Vinnie FerraroNow, here I stood facing my demons and my peers. My chest thrummed, tears welled. What irony! My identification with the crowd had lent me the courage to stand apart. The nostalgia I’d felt since arriving sharpened into an acute sense of loss. How far they’d all come, it seemed, and how much I’d abandoned. In that moment I recalled my students. With no need to belong to or believe in anything, they sought nothing but peace of mind. How many times had I reminded them that stress, tragedy, and unease didn’t set them apart? It took Ferraro’s emotional sledgehammer to drive that point back into focus.

The “Buddhists” looked back at me with kindness in their eyes. I didn’t have to cross the line to belong. I felt newly unjudged; my defenses fell. Only superficially were they dharma teachers, celebrity Buddhists. Underneath, they were human beings like me, vulnerable, driven by emotion, yearning for peace.

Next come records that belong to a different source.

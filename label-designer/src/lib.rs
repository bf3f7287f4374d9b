//! # Label Designer CLI
//!
//! Command-line host for `label-core`: loads a stored layout, reports on it,
//! and replays single edits through an editing session.
//!
//! ## Usage
//!
//! ```bash
//! label-designer inspect layout.json
//! label-designer fields layout.json --sample
//! label-designer guides layout.json <element-id>
//! label-designer drag layout.json <element-id> 40 0 --output moved.json
//! LABEL_GRID_SIZE=10 label-designer drag layout.json <element-id> 4 4
//! label-designer resize layout.json <element-id> se 60 20
//! label-designer rotate layout.json <element-id> 37 --snap
//! ```
//!
//! ## Architecture
//!
//! - `CliArgs` - Command-line arguments parsed with clap
//! - `DesignerConfig` - Canvas settings and the command to run
//! - `run` - Executes a command and returns its report

#![forbid(unsafe_code)]
#![deny(missing_docs)]
#![deny(clippy::all)]
#![deny(clippy::pedantic)]

mod commands;

pub use commands::run;

use std::path::PathBuf;

use clap::{Parser, Subcommand};
use label_core::{CanvasSettings, ResizeHandle};

/// Command-line arguments for label-designer.
#[derive(Debug, Clone, Parser)]
#[command(name = "label-designer")]
#[command(about = "Inspect label layouts and replay edits")]
#[command(version)]
pub struct CliArgs {
    /// Snap moved elements to a grid of this size (design pixels)
    #[arg(long, global = true, env = "LABEL_GRID_SIZE")]
    pub grid_size: Option<f64>,

    /// Viewport zoom factor used to replay gestures
    #[arg(long, global = true, env = "LABEL_ZOOM", default_value = "1.0")]
    pub zoom: f64,

    /// What to do
    #[command(subcommand)]
    pub command: Command,
}

/// Subcommands.
#[derive(Debug, Clone, Subcommand)]
pub enum Command {
    /// Summarize canvas and elements
    Inspect {
        /// Layout JSON file
        layout: PathBuf,
    },
    /// List the form fields the layout needs
    Fields {
        /// Layout JSON file
        layout: PathBuf,
        /// Print placeholder values instead
        #[arg(long)]
        sample: bool,
    },
    /// Alignment guides for one element
    Guides {
        /// Layout JSON file
        layout: PathBuf,
        /// Element id
        id: String,
    },
    /// Move an element by a design-pixel offset
    Drag {
        /// Layout JSON file
        layout: PathBuf,
        /// Element id
        id: String,
        /// Horizontal offset
        #[arg(allow_hyphen_values = true)]
        dx: f64,
        /// Vertical offset
        #[arg(allow_hyphen_values = true)]
        dy: f64,
        /// Write the result here instead of stdout
        #[arg(long, short)]
        output: Option<PathBuf>,
    },
    /// Drag a resize handle by a design-pixel offset
    Resize {
        /// Layout JSON file
        layout: PathBuf,
        /// Element id
        id: String,
        /// Handle: nw, n, ne, e, se, s, sw, w
        #[arg(value_parser = parse_handle)]
        handle: ResizeHandle,
        /// Horizontal offset
        #[arg(allow_hyphen_values = true)]
        dx: f64,
        /// Vertical offset
        #[arg(allow_hyphen_values = true)]
        dy: f64,
        /// Write the result here instead of stdout
        #[arg(long, short)]
        output: Option<PathBuf>,
    },
    /// Set an element's rotation
    Rotate {
        /// Layout JSON file
        layout: PathBuf,
        /// Element id
        id: String,
        /// Rotation in degrees
        #[arg(allow_hyphen_values = true)]
        degrees: f64,
        /// Round to the nearest 15 degrees
        #[arg(long)]
        snap: bool,
        /// Write the result here instead of stdout
        #[arg(long, short)]
        output: Option<PathBuf>,
    },
}

fn parse_handle(value: &str) -> Result<ResizeHandle, String> {
    serde_json::from_value(serde_json::Value::String(value.to_ascii_lowercase()))
        .map_err(|_| format!("unknown handle '{value}'"))
}

/// Designer configuration.
#[derive(Debug, Clone)]
pub struct DesignerConfig {
    /// Canvas settings used when replaying gestures.
    pub settings: CanvasSettings,
    /// Command to run.
    pub command: Command,
}

impl DesignerConfig {
    /// Configuration with default canvas settings.
    #[must_use]
    pub fn new(command: Command) -> Self {
        Self {
            settings: CanvasSettings::default(),
            command,
        }
    }
}

impl From<CliArgs> for DesignerConfig {
    fn from(args: CliArgs) -> Self {
        let mut settings = CanvasSettings::default().with_zoom(args.zoom);
        if let Some(size) = args.grid_size {
            settings = settings.with_snap_to_grid(true, size);
        }
        Self {
            settings,
            command: args.command,
        }
    }
}
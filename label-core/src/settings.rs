//! Canvas settings shared by the editing session.

use serde::{Deserialize, Serialize};

/// Smallest allowed zoom factor.
pub const MIN_ZOOM: f64 = 0.25;

/// Largest allowed zoom factor.
pub const MAX_ZOOM: f64 = 4.0;

/// Zoom change applied by the toolbar zoom buttons.
pub const ZOOM_STEP: f64 = 0.25;

/// View and snapping settings for the active editing session.
///
/// Deserialized values pass through the same setters as live edits, so an
/// out-of-range zoom is clamped and a bad grid size falls back to the default.
#[derive(Debug, Clone, Copy, PartialEq, Serialize, Deserialize)]
#[serde(rename_all = "camelCase", from = "StoredSettings")]
pub struct CanvasSettings {
    zoom: f64,
    /// Round dragged positions to the grid.
    pub snap_to_grid: bool,
    grid_size: f64,
    /// Draw the grid behind the canvas.
    pub show_grid: bool,
}

impl Default for CanvasSettings {
    fn default() -> Self {
        Self {
            zoom: 1.0,
            snap_to_grid: false,
            grid_size: 10.0,
            show_grid: true,
        }
    }
}

/// Settings exactly as stored, before range checks.
#[derive(Deserialize)]
#[serde(rename_all = "camelCase", default)]
struct StoredSettings {
    zoom: f64,
    snap_to_grid: bool,
    grid_size: f64,
    show_grid: bool,
}

impl Default for StoredSettings {
    fn default() -> Self {
        let settings = CanvasSettings::default();
        Self {
            zoom: settings.zoom,
            snap_to_grid: settings.snap_to_grid,
            grid_size: settings.grid_size,
            show_grid: settings.show_grid,
        }
    }
}

impl From<StoredSettings> for CanvasSettings {
    fn from(stored: StoredSettings) -> Self {
        let mut settings = Self {
            snap_to_grid: stored.snap_to_grid,
            show_grid: stored.show_grid,
            ..Self::default()
        };
        settings.set_zoom(stored.zoom);
        if !settings.set_grid_size(stored.grid_size) {
            tracing::warn!("Ignoring grid size {}", stored.grid_size);
        }
        settings
    }
}

impl CanvasSettings {
    /// Current zoom factor, always within `[MIN_ZOOM, MAX_ZOOM]`.
    #[must_use]
    pub const fn zoom(&self) -> f64 {
        self.zoom
    }

    /// Set the zoom factor, clamped to `[MIN_ZOOM, MAX_ZOOM]`.
    /// Non-finite values are ignored.
    pub fn set_zoom(&mut self, zoom: f64) {
        if zoom.is_finite() {
            self.zoom = zoom.clamp(MIN_ZOOM, MAX_ZOOM);
        }
    }

    /// Zoom in by one toolbar step.
    pub fn zoom_in(&mut self) {
        self.set_zoom(self.zoom + ZOOM_STEP);
    }

    /// Zoom out by one toolbar step.
    pub fn zoom_out(&mut self) {
        self.set_zoom(self.zoom - ZOOM_STEP);
    }

    /// Grid spacing in design pixels, always positive.
    #[must_use]
    pub const fn grid_size(&self) -> f64 {
        self.grid_size
    }

    /// Set the grid spacing. Returns `false` and keeps the old value when
    /// `size` is not a positive finite number.
    pub fn set_grid_size(&mut self, size: f64) -> bool {
        if size.is_finite() && size > 0.0 {
            self.grid_size = size;
            true
        } else {
            false
        }
    }

    /// Builder-style snap toggle.
    #[must_use]
    pub fn with_snap_to_grid(mut self, enabled: bool, grid_size: f64) -> Self {
        self.snap_to_grid = enabled;
        self.set_grid_size(grid_size);
        self
    }

    /// Builder-style zoom.
    #[must_use]
    pub fn with_zoom(mut self, zoom: f64) -> Self {
        self.set_zoom(zoom);
        self
    }

    /// Round `value` to the nearest grid multiple.
    #[must_use]
    pub fn snap(&self, value: f64) -> f64 {
        (value / self.grid_size).round() * self.grid_size
    }
}

#[cfg(test)]
mod tests {
    use super::*;

    #[test]
    fn test_zoom_is_clamped() {
        let mut settings = CanvasSettings::default();
        settings.set_zoom(10.0);
        assert!((settings.zoom() - MAX_ZOOM).abs() < f64::EPSILON);
        settings.set_zoom(0.0);
        assert!((settings.zoom() - MIN_ZOOM).abs() < f64::EPSILON);
        settings.set_zoom(f64::NAN);
        assert!((settings.zoom() - MIN_ZOOM).abs() < f64::EPSILON);
    }

    #[test]
    fn test_zoom_steps() {
        let mut settings = CanvasSettings::default();
        settings.zoom_in();
        assert!((settings.zoom() - 1.25).abs() < f64::EPSILON);
        for _ in 0..20 {
            settings.zoom_out();
        }
        assert!((settings.zoom() - MIN_ZOOM).abs() < f64::EPSILON);
    }

    #[test]
    fn test_grid_size_must_be_positive() {
        let mut settings = CanvasSettings::default();
        assert!(!settings.set_grid_size(0.0));
        assert!(!settings.set_grid_size(-5.0));
        assert!((settings.grid_size() - 10.0).abs() < f64::EPSILON);
        assert!(settings.set_grid_size(8.0));
        assert!((settings.snap(13.0) - 16.0).abs() < f64::EPSILON);
    }

    #[test]
    fn test_settings_json_shape() {
        let json = serde_json::to_value(CanvasSettings::default()).expect("serialize");
        assert_eq!(json["snapToGrid"], false);
        assert_eq!(json["gridSize"], 10.0);
        assert_eq!(json["showGrid"], true);
    }

    #[test]
    fn test_stored_settings_are_range_checked() {
        let settings: CanvasSettings = serde_json::from_str(
            r#"{"zoom":0.0,"snapToGrid":true,"gridSize":0.0,"showGrid":true}"#,
        )
        .expect("deserialize");
        assert!((settings.zoom() - MIN_ZOOM).abs() < f64::EPSILON);
        assert!((settings.grid_size() - 10.0).abs() < f64::EPSILON);
        assert!(settings.snap_to_grid);

        let settings: CanvasSettings =
            serde_json::from_str(r#"{"zoom":9,"gridSize":-3}"#).expect("deserialize");
        assert!((settings.zoom() - MAX_ZOOM).abs() < f64::EPSILON);
        assert!((settings.grid_size() - 10.0).abs() < f64::EPSILON);
        assert!(settings.show_grid);

        let round_trip: CanvasSettings =
            serde_json::from_value(serde_json::to_value(CanvasSettings::default().with_zoom(2.0)).expect("serialize"))
                .expect("deserialize");
        assert_eq!(round_trip, CanvasSettings::default().with_zoom(2.0));
    }
}
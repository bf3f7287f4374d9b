//! # Label Designer
//!
//! Command-line front end for the label designer.

use clap::Parser;
use label_designer::{run, CliArgs, DesignerConfig};
use tracing_subscriber::{layer::SubscriberExt, util::SubscriberInitExt, EnvFilter};

/// Initialize tracing on stderr so stdout carries only command output.
///
/// Set `RUST_LOG` to control log levels (default: label_designer=info,label_core=info).
/// Set `RUST_LOG_FORMAT=json` for JSON output.
fn init_tracing() {
    let filter = EnvFilter::try_from_default_env()
        .unwrap_or_else(|_| EnvFilter::new("label_designer=info,label_core=info"));

    let fmt_layer = tracing_subscriber::fmt::layer()
        .with_writer(std::io::stderr)
        .with_target(true)
        .with_file(true)
        .with_line_number(true);

    if std::env::var("RUST_LOG_FORMAT").as_deref() == Ok("json") {
        tracing_subscriber::registry()
            .with(filter)
            .with(fmt_layer.json())
            .init();
    } else {
        tracing_subscriber::registry()
            .with(filter)
            .with(fmt_layer)
            .init();
    }
}

fn main() -> anyhow::Result<()> {
    init_tracing();

    let args = CliArgs::parse();
    let config = DesignerConfig::from(args);
    tracing::debug!(
        "Zoom {} snap {} grid {}",
        config.settings.zoom(),
        config.settings.snap_to_grid,
        config.settings.grid_size()
    );

    let report = run(config)?;
    print!("{report}");
    if !report.ends_with('\n') {
        println!();
    }
    Ok(())
}
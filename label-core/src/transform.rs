//! # Transform Controller
//!
//! Turns a pointer-down / move / up sequence into geometry changes on one
//! element.
//!
//! ```text
//!            down(body)            move            up / leave
//!   Idle ─────────────────▶ Dragging ──▶ Dragging ───────────▶ Idle (+commit)
//!     │      down(handle)
//!     ├───────────────────▶ Resizing(h) ─ ... ─────────────────▶ Idle (+commit)
//!     │      down(rotation)
//!     └───────────────────▶ Rotating ─── ... ─────────────────▶ Idle (+commit)
//!                                 cancel (Escape): restore, no commit
//! ```
//!
//! Pointer coordinates are viewport pixels; deltas are divided by the zoom
//! factor to get design pixels. Every frame is computed from the snapshot
//! taken at pointer-down, never accumulated, so clamping never makes the
//! gesture stick.

use std::rc::Rc;

use crate::capture::{CaptureGuard, PointerCapture};
use crate::element::AspectPolicy;
use crate::event::{PointerEvent, PointerTarget, ResizeHandle};
use crate::{Bounds, CanvasSettings, ElementId, ElementKind, LayoutElement, TemplateLayout};

/// Rotation increment used while Shift is held.
pub const ROTATION_SNAP_DEGREES: f64 = 15.0;

/// Normalize an angle in degrees into `[0, 360)`.
#[must_use]
pub fn normalize_rotation(degrees: f64) -> f64 {
    if !degrees.is_finite() {
        return 0.0;
    }
    let r = degrees.rem_euclid(360.0) + 0.0;
    // rem_euclid rounds tiny negative inputs up to exactly 360.
    if r >= 360.0 {
        0.0
    } else {
        r
    }
}

/// Round to the nearest [`ROTATION_SNAP_DEGREES`] and normalize.
#[must_use]
pub fn snap_rotation(degrees: f64) -> f64 {
    normalize_rotation((degrees / ROTATION_SNAP_DEGREES).round() * ROTATION_SNAP_DEGREES)
}

/// Position after dragging `start` by `(dx, dy)` design pixels.
///
/// Clamps to the canvas origin first, then snaps to the grid when enabled.
#[must_use]
pub fn drag_bounds(start: Bounds, dx: f64, dy: f64, settings: &CanvasSettings) -> Bounds {
    let mut x = (start.x + dx).max(0.0);
    let mut y = (start.y + dy).max(0.0);
    if settings.snap_to_grid {
        x = settings.snap(x);
        y = settings.snap(y);
    }
    Bounds { x, y, ..start }
}

/// Bounds after dragging `handle` of an element of `kind` by `(dx, dy)`
/// design pixels.
///
/// Width and height are floored to the kind's minimum and the position is
/// clamped to the canvas origin. When the handle moves the left or top edge,
/// the opposite edge stays put while the floor applies. Square kinds take
/// the larger dimension for both.
#[must_use]
pub fn resize_bounds(kind: ElementKind, start: Bounds, handle: ResizeHandle, dx: f64, dy: f64) -> Bounds {
    let limits = kind.constraints();

    let mut width = if handle.moves_left() {
        start.right() - (start.x + dx).max(0.0)
    } else if handle.moves_right() {
        start.width + dx
    } else {
        start.width
    };
    let mut height = if handle.moves_top() {
        start.bottom() - (start.y + dy).max(0.0)
    } else if handle.moves_bottom() {
        start.height + dy
    } else {
        start.height
    };

    width = width.max(limits.min_width);
    height = height.max(limits.min_height);

    if limits.aspect == AspectPolicy::Square {
        let size = width.max(height);
        width = size;
        height = size;
    }

    let x = if handle.moves_left() {
        (start.right() - width).max(0.0)
    } else {
        start.x.max(0.0)
    };
    let y = if handle.moves_top() {
        (start.bottom() - height).max(0.0)
    } else {
        start.y.max(0.0)
    };

    Bounds::new(x, y, width, height)
}

/// Apply the kind's minimum size and aspect policy and clamp the position
/// to the canvas origin. Used for edits that bypass a gesture, such as
/// numeric input in a property panel.
#[must_use]
pub fn constrain_bounds(kind: ElementKind, bounds: Bounds) -> Bounds {
    let limits = kind.constraints();
    let mut width = bounds.width.max(limits.min_width);
    let mut height = bounds.height.max(limits.min_height);
    if limits.aspect == AspectPolicy::Square {
        let size = width.max(height);
        width = size;
        height = size;
    }
    Bounds::new(bounds.x.max(0.0), bounds.y.max(0.0), width, height)
}

/// Angle in radians from `center` to `point`.
#[must_use]
pub fn pointer_angle(center: (f64, f64), point: (f64, f64)) -> f64 {
    (point.1 - center.1).atan2(point.0 - center.0)
}

/// Rotation after turning the pointer from `initial_angle` to `current_angle`
/// (radians), starting from `start_rotation` degrees.
#[must_use]
pub fn rotated(start_rotation: f64, initial_angle: f64, current_angle: f64, snap: bool) -> f64 {
    let degrees = start_rotation + (current_angle - initial_angle).to_degrees();
    if snap {
        snap_rotation(degrees)
    } else {
        normalize_rotation(degrees)
    }
}

/// Externally visible controller state.
#[derive(Debug, Clone, Copy, PartialEq, Eq)]
pub enum TransformState {
    /// No gesture in progress.
    Idle,
    /// Moving an element body.
    Dragging,
    /// Dragging a resize handle.
    Resizing(ResizeHandle),
    /// Dragging the rotation handle.
    Rotating,
}

/// How a gesture ended.
#[derive(Debug, Clone, PartialEq)]
pub enum GestureOutcome {
    /// Geometry changed and should become a history entry.
    Changed {
        /// The transformed element.
        element_id: ElementId,
    },
    /// The gesture was a pure click.
    Unchanged,
    /// The gesture was cancelled and the element restored.
    Cancelled,
}

#[derive(Debug, Clone, Copy)]
enum Mode {
    Drag,
    Resize(ResizeHandle),
    Rotate {
        center: (f64, f64),
        initial_angle: f64,
    },
}

#[derive(Debug)]
struct ActiveGesture {
    mode: Mode,
    pointer_start: (f64, f64),
    /// Element as it was at pointer-down.
    original: LayoutElement,
    _capture: Option<CaptureGuard>,
}

/// Pointer-driven move/resize/rotate state machine.
#[derive(Debug, Default)]
pub struct TransformController {
    gesture: Option<ActiveGesture>,
}

impl TransformController {
    /// Create an idle controller.
    #[must_use]
    pub fn new() -> Self {
        Self::default()
    }

    /// Current state.
    #[must_use]
    pub fn state(&self) -> TransformState {
        match self.gesture.as_ref().map(|g| g.mode) {
            None => TransformState::Idle,
            Some(Mode::Drag) => TransformState::Dragging,
            Some(Mode::Resize(handle)) => TransformState::Resizing(handle),
            Some(Mode::Rotate { .. }) => TransformState::Rotating,
        }
    }

    /// Whether a gesture is in progress.
    #[must_use]
    pub fn is_active(&self) -> bool {
        self.gesture.is_some()
    }

    /// Element manipulated by the active gesture.
    #[must_use]
    pub fn active_element(&self) -> Option<&ElementId> {
        self.gesture.as_ref().map(|g| &g.original.id)
    }

    /// Start a gesture for `target`.
    ///
    /// Returns `false` (and stays as it was) when a gesture is already
    /// active, the target is the empty canvas, the element does not exist,
    /// or the handle is not offered at the element's current size. The
    /// capture, if given, is attached for the gesture's lifetime.
    pub fn begin(
        &mut self,
        layout: &TemplateLayout,
        settings: &CanvasSettings,
        target: &PointerTarget,
        event: &PointerEvent,
        capture: Option<Rc<dyn PointerCapture>>,
    ) -> bool {
        if self.gesture.is_some() {
            tracing::debug!("Ignoring pointer-down during active gesture");
            return false;
        }
        let Some(element) = target.element().and_then(|id| layout.get_element(id)) else {
            return false;
        };

        let mode = match target {
            PointerTarget::Canvas => return false,
            PointerTarget::Body(_) => Mode::Drag,
            PointerTarget::Handle(_, handle) => {
                if !handle.is_available(&element.bounds()) {
                    tracing::debug!("Handle {handle:?} not available on {}", element.id);
                    return false;
                }
                Mode::Resize(*handle)
            }
            PointerTarget::Rotation(_) => {
                let (cx, cy) = element.bounds().center();
                let zoom = settings.zoom();
                let center = (cx * zoom, cy * zoom);
                Mode::Rotate {
                    center,
                    initial_angle: pointer_angle(center, (event.x, event.y)),
                }
            }
        };

        tracing::debug!("Begin {mode:?} on element {}", element.id);
        self.gesture = Some(ActiveGesture {
            mode,
            pointer_start: (event.x, event.y),
            original: element.clone(),
            _capture: capture.map(CaptureGuard::acquire),
        });
        true
    }

    /// Apply a pointer-move. Returns the id of the updated element, or
    /// `None` when idle.
    pub fn update(
        &mut self,
        layout: &mut TemplateLayout,
        settings: &CanvasSettings,
        event: &PointerEvent,
    ) -> Option<ElementId> {
        let gesture = self.gesture.as_ref()?;
        let original = &gesture.original;
        let element = layout.get_element_mut(&original.id)?;

        let zoom = settings.zoom();
        let dx = (event.x - gesture.pointer_start.0) / zoom;
        let dy = (event.y - gesture.pointer_start.1) / zoom;
        let start = original.bounds();

        match gesture.mode {
            Mode::Drag => {
                element.transform.set_bounds(drag_bounds(start, dx, dy, settings));
            }
            Mode::Resize(handle) => {
                element
                    .transform
                    .set_bounds(resize_bounds(original.kind, start, handle, dx, dy));
            }
            Mode::Rotate {
                center,
                initial_angle,
            } => {
                let current = pointer_angle(center, (event.x, event.y));
                element.transform.rotation = rotated(
                    original.transform.rotation,
                    initial_angle,
                    current,
                    event.modifiers.shift,
                );
            }
        }

        tracing::trace!(
            "{} -> ({:.1}, {:.1}, {:.1}x{:.1}, {:.1} deg)",
            element.id,
            element.transform.x,
            element.transform.y,
            element.transform.width,
            element.transform.height,
            element.transform.rotation
        );
        Some(element.id.clone())
    }

    /// End the gesture on pointer-up (or pointer leaving the window).
    ///
    /// Returns `None` when no gesture was active.
    pub fn finish(&mut self, layout: &TemplateLayout) -> Option<GestureOutcome> {
        let gesture = self.gesture.take()?;
        let id = gesture.original.id.clone();
        let changed = layout
            .get_element(&id)
            .is_some_and(|now| now.transform != gesture.original.transform);

        if changed {
            tracing::debug!("Gesture on {id} committed");
            Some(GestureOutcome::Changed { element_id: id })
        } else {
            tracing::debug!("Gesture on {id} made no change");
            Some(GestureOutcome::Unchanged)
        }
    }

    /// Abort the gesture and restore the element exactly as it was at
    /// pointer-down. Returns `None` when no gesture was active.
    pub fn cancel(&mut self, layout: &mut TemplateLayout) -> Option<GestureOutcome> {
        let gesture = self.gesture.take()?;
        if let Some(element) = layout.get_element_mut(&gesture.original.id) {
            *element = gesture.original;
            tracing::debug!("Gesture on {} cancelled", element.id);
        }
        Some(GestureOutcome::Cancelled)
    }
}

The creativity of Ferraro and the next generation startled and reassured me. We boomers, for all our pioneering success, were shaped by beguiling Asian forms and are in part mired in that romance. Ferraro’s lot is less bogged down in form, tradition and terminology. They helped me uproot myself again. They reminded me that my generation doesn’t have all the answers, and that the path of freedom begins in experience, not in theory—and certainly not with the mere desire to fit in.